Ingredients for 2 servings:

Rice 1/2 cup
Coconut milk (soy, oatmeal, almond) 13.53 fl oz
Water 1/2 cup
Mango (can be frozen) 10.58oz
Date 4 pieces
Orange juice 3 tablespoons
Lemon juice 1/4 tablespoon

Instructions:

Cooking time 20 minutes

Boil rice in coconut milk and water over low heat. You can use lightweight coconut milk.  Mix mango, dates(pitted), orange, and lemon juice. Scroll in the blender. We cool the rice a little and arrange it into shapes. Pour the mango sauce on top and put it in the refrigerator to cool completely. Delicious, healthy, easy, and nutritious.

#4.Healthy pizza in a frying pan. Vitamin and balanced recipes for dishes with active mental activity.

A great alternative to regular pizza. Fast, delicious, bright!

pizza
pizza pixabay

Ingredients for 3 servings:

Oat flakes 5.29oz
Kefir 1/2 cup
Chicken eggs 2 pcs
For the sauce:
Sour cream 1 tablespoon
Mashed tomatoes 1 tablespoon

For the filling:
Shrimps peeled 3.53oz
Cherry tomatoes 8 pcs
Pizza mozzarella 3.53oz
Arugula to taste

Instructions:

Cooking time 30 minutes

Mix all the ingredients for the base with an immersion blender and let it stand for 5 minutes, then pour it into a hot frying pan, and evenly distribute.
Fry on medium heat to take the bottom, then turn it over and lubricate it with sauce. We spread the filling, and cheese on top, cover with a lid and wait 5 minutes until the cheese melts.
Next, open the lid and fry for 10 minutes on the slowest fire.

#5. Baked pike perch with zucchini in the oven

Pike perch shish kebab is an extremely tasty, juicy, and healthy dish that is ideal for relaxing in the country, fishing, or picnicking with friends. A simple and easy-to-prepare dish, it is sure to appeal to all fans of healthy eating. Pike perch meat is very juicy and tender, perfectly combined with various marinades.
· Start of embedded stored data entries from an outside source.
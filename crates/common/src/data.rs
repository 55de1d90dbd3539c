//! Data pipeline: dataset trait, samples, batching.
//!
//! A sample is one forecast window: two initial states, the static fields of
//! the window, and `T` steps of forcing and target states. Batches stack
//! samples along a new leading axis.
//!
//! * **[`WeatherDataset`]** — random access to samples plus [`DatasetInfo`].
//! * **[`BatchLoader`]** — iterator over (optionally shuffled) batches.
//! * **[`SplitOptions`]** — per-split parameters handed to dataset constructors.

use anyhow::Result as AnyhowResult;
use candle_core::{Device, Result, Tensor};
use rand::rngs::StdRng;
use rand::seq::SliceRandom;
use rand::SeedableRng;
use serde::{Deserialize, Serialize};

// ── Dataset description ─────────────────────────────────────────────────────

/// Per-node feature widths of the dynamic inputs.
#[derive(Debug, Clone, Copy, PartialEq, Eq, Serialize, Deserialize)]
pub struct GridDims {
    pub state_dim: usize,
    pub forcing_dim: usize,
    pub batch_static_dim: usize,
}

impl GridDims {
    /// Width of the grid input to the model for a given static grid width:
    /// two states, batch statics, forcing and grid statics.
    pub fn grid_input_dim(&self, grid_static_dim: usize) -> usize {
        2 * self.state_dim + self.batch_static_dim + self.forcing_dim + grid_static_dim
    }
}

/// What a model needs to know about a dataset.
#[derive(Debug, Clone)]
pub struct DatasetInfo {
    pub name: String,
    pub dims: GridDims,
    /// (N_grid, d_grid_static).
    pub grid_static_features: Tensor,
    /// One-step state difference mean, (d_state,).
    pub step_diff_mean: Tensor,
    /// One-step state difference std, (d_state,).
    pub step_diff_std: Tensor,
}

impl DatasetInfo {
    pub fn num_grid_nodes(&self) -> usize {
        self.grid_static_features.dim(0).unwrap_or(0)
    }

    pub fn grid_static_dim(&self) -> usize {
        self.grid_static_features.dim(1).unwrap_or(0)
    }
}

/// Per-channel mean and std of one-step differences of a (T, N, d) series.
pub fn step_diff_stats(states: &Tensor) -> Result<(Tensor, Tensor)> {
    let (t, _, d) = states.dims3()?;
    if t < 2 {
        candle_core::bail!("need at least two time steps for step statistics, got {t}");
    }
    let diffs = (states.narrow(0, 1, t - 1)? - states.narrow(0, 0, t - 1)?)?
        .to_dtype(candle_core::DType::F32)?
        .reshape(((), d))?;
    let mean = diffs.mean(0)?;
    let std = diffs.broadcast_sub(&mean)?.sqr()?.mean(0)?.sqrt()?;
    Ok((mean, std))
}

// ── Samples and batches ─────────────────────────────────────────────────────

/// One forecast window, no batch axis.
#[derive(Debug, Clone)]
pub struct Sample {
    /// (2, N, d_state): `[prev_prev, prev]`.
    pub init_states: Tensor,
    /// (T, N, d_state).
    pub target_states: Tensor,
    /// (N, d_batch_static).
    pub batch_static: Tensor,
    /// (T, N, d_forcing).
    pub forcing: Tensor,
}

/// Stacked samples.
#[derive(Debug, Clone)]
pub struct Batch {
    /// (B, 2, N, d_state).
    pub init_states: Tensor,
    /// (B, T, N, d_state).
    pub target_states: Tensor,
    /// (B, N, d_batch_static).
    pub batch_static: Tensor,
    /// (B, T, N, d_forcing).
    pub forcing: Tensor,
}

impl Batch {
    /// Stack samples along a new leading axis.
    pub fn collate(samples: &[Sample]) -> Result<Self> {
        let stack = |f: fn(&Sample) -> &Tensor| {
            let parts: Vec<&Tensor> = samples.iter().map(f).collect();
            Tensor::stack(&parts, 0)
        };
        Ok(Self {
            init_states: stack(|s| &s.init_states)?,
            target_states: stack(|s| &s.target_states)?,
            batch_static: stack(|s| &s.batch_static)?,
            forcing: stack(|s| &s.forcing)?,
        })
    }

    pub fn to_device(&self, device: &Device) -> Result<Self> {
        Ok(Self {
            init_states: self.init_states.to_device(device)?,
            target_states: self.target_states.to_device(device)?,
            batch_static: self.batch_static.to_device(device)?,
            forcing: self.forcing.to_device(device)?,
        })
    }

    pub fn batch_size(&self) -> usize {
        self.init_states.dim(0).unwrap_or(0)
    }

    /// Number of predicted steps `T`.
    pub fn pred_steps(&self) -> usize {
        self.target_states.dim(1).unwrap_or(0)
    }
}

// ── WeatherDataset trait ────────────────────────────────────────────────────

/// Random-access dataset of forecast windows.
pub trait WeatherDataset: Send + Sync {
    fn info(&self) -> &DatasetInfo;
    fn len(&self) -> usize;
    fn get(&self, idx: usize) -> AnyhowResult<Sample>;

    fn is_empty(&self) -> bool {
        self.len() == 0
    }
}

impl<'a> dyn WeatherDataset + 'a {
    /// Batches over the whole dataset. `shuffle_seed` shuffles sample order
    /// reproducibly; the last batch may be smaller.
    pub fn loader(&self, batch_size: usize, shuffle_seed: Option<u64>) -> BatchLoader<'_> {
        let mut order: Vec<usize> = (0..self.len()).collect();
        if let Some(seed) = shuffle_seed {
            order.shuffle(&mut StdRng::seed_from_u64(seed));
        }
        BatchLoader {
            dataset: self,
            order,
            batch_size: batch_size.max(1),
            pos: 0,
        }
    }
}

/// Iterator over batches of a [`WeatherDataset`].
pub struct BatchLoader<'a> {
    dataset: &'a dyn WeatherDataset,
    order: Vec<usize>,
    batch_size: usize,
    pos: usize,
}

impl BatchLoader<'_> {
    pub fn num_batches(&self) -> usize {
        self.order.len().div_ceil(self.batch_size)
    }
}

impl Iterator for BatchLoader<'_> {
    type Item = AnyhowResult<Batch>;

    fn next(&mut self) -> Option<Self::Item> {
        if self.pos >= self.order.len() {
            return None;
        }
        let end = (self.pos + self.batch_size).min(self.order.len());
        let indices = &self.order[self.pos..end];
        self.pos = end;
        let batch = indices
            .iter()
            .map(|&i| self.dataset.get(i))
            .collect::<AnyhowResult<Vec<_>>>()
            .and_then(|samples| Ok(Batch::collate(&samples)?));
        Some(batch)
    }
}

// ── Split options ───────────────────────────────────────────────────────────

/// Parameters of one split.
#[derive(Debug, Clone, Copy, PartialEq, Eq, Serialize, Deserialize)]
pub struct SplitParams {
    /// Number of autoregressive steps per sample.
    pub nb_pred_steps: usize,
    #[serde(default)]
    pub standardize: bool,
    /// Log extra statistics while building the split.
    #[serde(default)]
    pub diagnose: bool,
}

/// Parameters for all three splits.
#[derive(Debug, Clone, Copy, PartialEq, Eq, Serialize, Deserialize)]
pub struct SplitOptions {
    pub train: SplitParams,
    pub valid: SplitParams,
    pub test: SplitParams,
}

impl SplitOptions {
    /// One training step, 19 validation/test steps.
    pub fn new(standardize: bool, diagnose: bool) -> Self {
        let split = |nb_pred_steps, diagnose| SplitParams {
            nb_pred_steps,
            standardize,
            diagnose,
        };
        Self {
            train: split(1, diagnose),
            valid: split(19, false),
            test: split(19, false),
        }
    }
}

impl Default for SplitOptions {
    fn default() -> Self {
        Self::new(false, false)
    }
}

/// The three dataset splits.
pub struct DatasetSplits {
    pub train: Box<dyn WeatherDataset>,
    pub val: Box<dyn WeatherDataset>,
    pub test: Box<dyn WeatherDataset>,
}

// ── Tests ───────────────────────────────────────────────────────────────────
Baked pike perch with zucchini in the oven
Baked pike perch with zucchini in the oven pixabay

Ingredients for 2 servings:
Pike perch fillet 10.58oz
Zucchini 1 pc.
Olive oil 2 tablespoons
Lemon juice 2 tablespoons

Smoked paprika to taste
Seasoning for fish to taste
Salt to taste

Instructions:

Cooking time 40 minutes

Cut the fillet into a large cube, add salt and marinate in a mixture of spices. Cut the zucchini into long strips with a vegetable peeler. String a strip of zucchini and fish on wooden skewers with a snake.
Place the skewers on a baking sheet, pour olive oil and lemon juice, and send them to the oven for 25 minutes, preheated to 356F. Enjoy your meal!